## WHAT TO DO:
Whichever lines include the word "async", copy them as they appear in the data.

Data items

------------------------------------------------------------

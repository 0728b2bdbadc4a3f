use crate::engine::{
    Capability, RecognitionEngine, RecognitionEvent, RecognitionSegment, RecognitionSink,
};
use crate::error::SessionError;
use crate::events::{EventBus, SessionEvent, SpeechSource};
use crate::lock;
use std::sync::{Arc, Mutex};
use std::time::Duration;
use tokio::sync::mpsc;
use tokio::task::JoinHandle;

/// Default pause before re-arming recognition after it ends on its own.
pub const DEFAULT_RESTART_DELAY: Duration = Duration::from_millis(100);

#[derive(Debug, Clone, PartialEq, Eq, thiserror::Error)]
pub enum CaptureError {
    #[error("speech recognition is not supported on this platform")]
    Unsupported,
    #[error("speech recognition error: {class}")]
    Permission { class: String },
    #[error("speech recognition error: {class}")]
    Transient { class: String },
}

impl CaptureError {
    /// Maps a platform error class onto the capture error taxonomy.
    pub fn from_class(class: &str) -> Self {
        match class {
            "not-allowed" | "service-not-allowed" | "audio-capture" => CaptureError::Permission {
                class: class.to_string(),
            },
            "not-supported" => CaptureError::Unsupported,
            _ => CaptureError::Transient {
                class: class.to_string(),
            },
        }
    }

    pub fn is_fatal(&self) -> bool {
        !matches!(self, CaptureError::Transient { .. })
    }
}

/// A finalized utterance, tagged with the session that armed capture.
#[derive(Debug, Clone, PartialEq, Eq)]
pub struct CapturedUtterance {
    pub session: u64,
    pub text: String,
}

/// Invoked from the capture worker when recognition fails in a way that should end the call.
pub type FatalHandler = Box<dyn Fn(CaptureError) + Send + Sync>;

#[derive(Debug, Clone)]
pub struct CaptureOptions {
    pub restart_delay: Duration,
}

impl Default for CaptureOptions {
    fn default() -> Self {
        Self {
            restart_delay: DEFAULT_RESTART_DELAY,
        }
    }
}

struct CaptureState {
    capability: Capability,
    /// The session wants to hear the user.
    listening: bool,
    muted: bool,
    session: u64,
    /// Number of the current recognition run. Events from older runs are stale.
    run: u64,
    /// `speech-start` was emitted for the current run and `speech-end` was not.
    running: bool,
}

struct CaptureShared {
    engine: Option<Arc<dyn RecognitionEngine>>,
    options: CaptureOptions,
    events: EventBus,
    utterances: mpsc::UnboundedSender<CapturedUtterance>,
    on_fatal: FatalHandler,
    engine_tx: mpsc::UnboundedSender<(u64, RecognitionEvent)>,
    state: Mutex<CaptureState>,
}

/// Turns a continuous recognition engine into finalized utterances.
pub struct CaptureAdapter {
    shared: Arc<CaptureShared>,
    worker: JoinHandle<()>,
}

impl CaptureAdapter {
    /// Must be called within a Tokio runtime; spawns the worker that consumes engine events.
    pub fn new(
        engine: Option<Arc<dyn RecognitionEngine>>,
        options: CaptureOptions,
        events: EventBus,
        utterances: mpsc::UnboundedSender<CapturedUtterance>,
        on_fatal: FatalHandler,
    ) -> Self {
        let capability = engine
            .as_ref()
            .map_or(Capability::Unsupported, |engine| engine.capability());
        if capability == Capability::Unsupported {
            tracing::warn!("Speech recognition is not supported; sessions will be text-only.");
        }

        let (engine_tx, engine_rx) = mpsc::unbounded_channel();
        let shared = Arc::new(CaptureShared {
            engine,
            options,
            events,
            utterances,
            on_fatal,
            engine_tx,
            state: Mutex::new(CaptureState {
                capability,
                listening: false,
                muted: false,
                session: 0,
                run: 0,
                running: false,
            }),
        });
        let worker = tokio::spawn(run_worker(shared.clone(), engine_rx));
        Self { shared, worker }
    }

    pub fn capability(&self) -> Capability {
        lock(&self.shared.state).capability
    }

    pub fn is_listening(&self) -> bool {
        lock(&self.shared.state).listening
    }

    pub fn is_muted(&self) -> bool {
        lock(&self.shared.state).muted
    }

    /// Starts listening on behalf of `session`. Nothing reaches the engine while muted.
    pub fn arm(&self, session: u64) -> Result<(), CaptureError> {
        let shared = &self.shared;
        let Some(engine) = &shared.engine else {
            return Err(CaptureError::Unsupported);
        };
        let mut state = lock(&shared.state);
        if state.capability == Capability::Unsupported {
            return Err(CaptureError::Unsupported);
        }
        state.listening = true;
        state.session = session;
        if state.muted {
            tracing::debug!(session, "Capture armed while muted; engine stays idle.");
            return Ok(());
        }
        shared.start_run_locked(&mut state, engine.as_ref())
    }

    /// Stops listening and releases the engine.
    pub fn disarm(&self) {
        let shared = &self.shared;
        let mut state = lock(&shared.state);
        state.listening = false;
        shared.end_run_locked(&mut state);
    }

    /// Pauses or resumes capture. Resuming only restarts the engine while listening.
    pub fn set_muted(&self, muted: bool) -> Result<(), CaptureError> {
        let shared = &self.shared;
        let mut state = lock(&shared.state);
        if state.muted == muted {
            return Ok(());
        }
        state.muted = muted;
        if muted {
            shared.end_run_locked(&mut state);
            return Ok(());
        }
        match &shared.engine {
            Some(engine) if state.listening => shared.start_run_locked(&mut state, engine.as_ref()),
            _ => Ok(()),
        }
    }
}

impl Drop for CaptureAdapter {
    fn drop(&mut self) {
        self.worker.abort();
    }
}

impl CaptureShared {
    fn start_run_locked(
        &self,
        state: &mut CaptureState,
        engine: &dyn RecognitionEngine,
    ) -> Result<(), CaptureError> {
        state.run += 1;
        state.running = false;
        let sink = RecognitionSink::new(state.run, self.engine_tx.clone());
        match engine.start(sink) {
            Ok(()) => {
                if state.capability == Capability::UnknownUntilProbed {
                    state.capability = Capability::Supported;
                }
                tracing::debug!(run = state.run, "Speech recognition started.");
                Ok(())
            }
            Err(err) => {
                let err = CaptureError::from_class(&err.class);
                if err == CaptureError::Unsupported {
                    state.capability = Capability::Unsupported;
                }
                if err.is_fatal() {
                    state.listening = false;
                }
                tracing::warn!(error = %err, "Failed to start speech recognition.");
                Err(err)
            }
        }
    }

    /// Invalidates the current run, closing its `speech-start` if one is open.
    fn end_run_locked(&self, state: &mut CaptureState) {
        state.run += 1;
        if state.running {
            state.running = false;
            self.events
                .emit(SessionEvent::SpeechEnd(SpeechSource::Capture));
        }
        if let Some(engine) = &self.engine {
            engine.stop();
        }
    }

    fn handle_event(self: &Arc<Self>, run: u64, event: RecognitionEvent) {
        match event {
            RecognitionEvent::Start => {
                let mut state = lock(&self.state);
                if run == state.run && !state.running {
                    state.running = true;
                    self.events
                        .emit(SessionEvent::SpeechStart(SpeechSource::Capture));
                }
            }
            RecognitionEvent::End => {
                let restart = {
                    let mut state = lock(&self.state);
                    if run != state.run {
                        return;
                    }
                    if state.running {
                        state.running = false;
                        self.events
                            .emit(SessionEvent::SpeechEnd(SpeechSource::Capture));
                    }
                    state.listening && !state.muted
                };
                if restart {
                    self.schedule_restart(run);
                }
            }
            RecognitionEvent::Result(segments) => {
                let state = lock(&self.state);
                if run != state.run || !state.listening || state.muted {
                    tracing::debug!(run, "Discarding recognition result outside an open run.");
                    return;
                }
                if let Some(text) = finalized_text(&segments) {
                    tracing::debug!(session = state.session, %text, "Finalized utterance.");
                    let utterance = CapturedUtterance {
                        session: state.session,
                        text,
                    };
                    if self.utterances.send(utterance).is_err() {
                        tracing::warn!("Utterance receiver dropped; discarding utterance.");
                    }
                }
            }
            RecognitionEvent::Error(class) => {
                let err = CaptureError::from_class(&class);
                if err.is_fatal() {
                    {
                        let mut state = lock(&self.state);
                        if run != state.run {
                            return;
                        }
                        if err == CaptureError::Unsupported {
                            state.capability = Capability::Unsupported;
                        }
                        state.listening = false;
                        self.end_run_locked(&mut state);
                    }
                    tracing::error!(error = %err, "Speech recognition failed fatally.");
                    (self.on_fatal)(err);
                } else {
                    tracing::warn!(error = %err, "Transient speech recognition error.");
                    self.events
                        .emit(SessionEvent::Error(SessionError::from(err)));
                }
            }
        }
    }

    fn schedule_restart(self: &Arc<Self>, run: u64) {
        let shared = self.clone();
        tokio::spawn(async move {
            tokio::time::sleep(shared.options.restart_delay).await;
            shared.restart_after(run);
        });
    }

    fn restart_after(&self, ended_run: u64) {
        let Some(engine) = &self.engine else {
            return;
        };
        let result = {
            let mut state = lock(&self.state);
            if state.run != ended_run || !state.listening || state.muted {
                return;
            }
            tracing::debug!(run = ended_run, "Re-arming speech recognition.");
            self.start_run_locked(&mut state, engine.as_ref())
        };
        match result {
            Ok(()) => {}
            Err(err) if err.is_fatal() => (self.on_fatal)(err),
            Err(err) => self
                .events
                .emit(SessionEvent::Error(SessionError::from(err))),
        }
    }
}

async fn run_worker(
    shared: Arc<CaptureShared>,
    mut engine_rx: mpsc::UnboundedReceiver<(u64, RecognitionEvent)>,
) {
    while let Some((run, event)) = engine_rx.recv().await {
        shared.handle_event(run, event);
    }
}

/// Concatenation of the final segments of a batch. Interim segments are dropped.
pub fn finalized_text(segments: &[RecognitionSegment]) -> Option<String> {
    let text: String = segments
        .iter()
        .filter(|segment| segment.is_final)
        .map(|segment| segment.transcript.as_str())
        .collect();
    let text = text.trim();
    (!text.is_empty()).then(|| text.to_string())
}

------------------------------------------------------------

## TASK SOLUTION:
        tokio::spawn(async move {
async fn run_worker(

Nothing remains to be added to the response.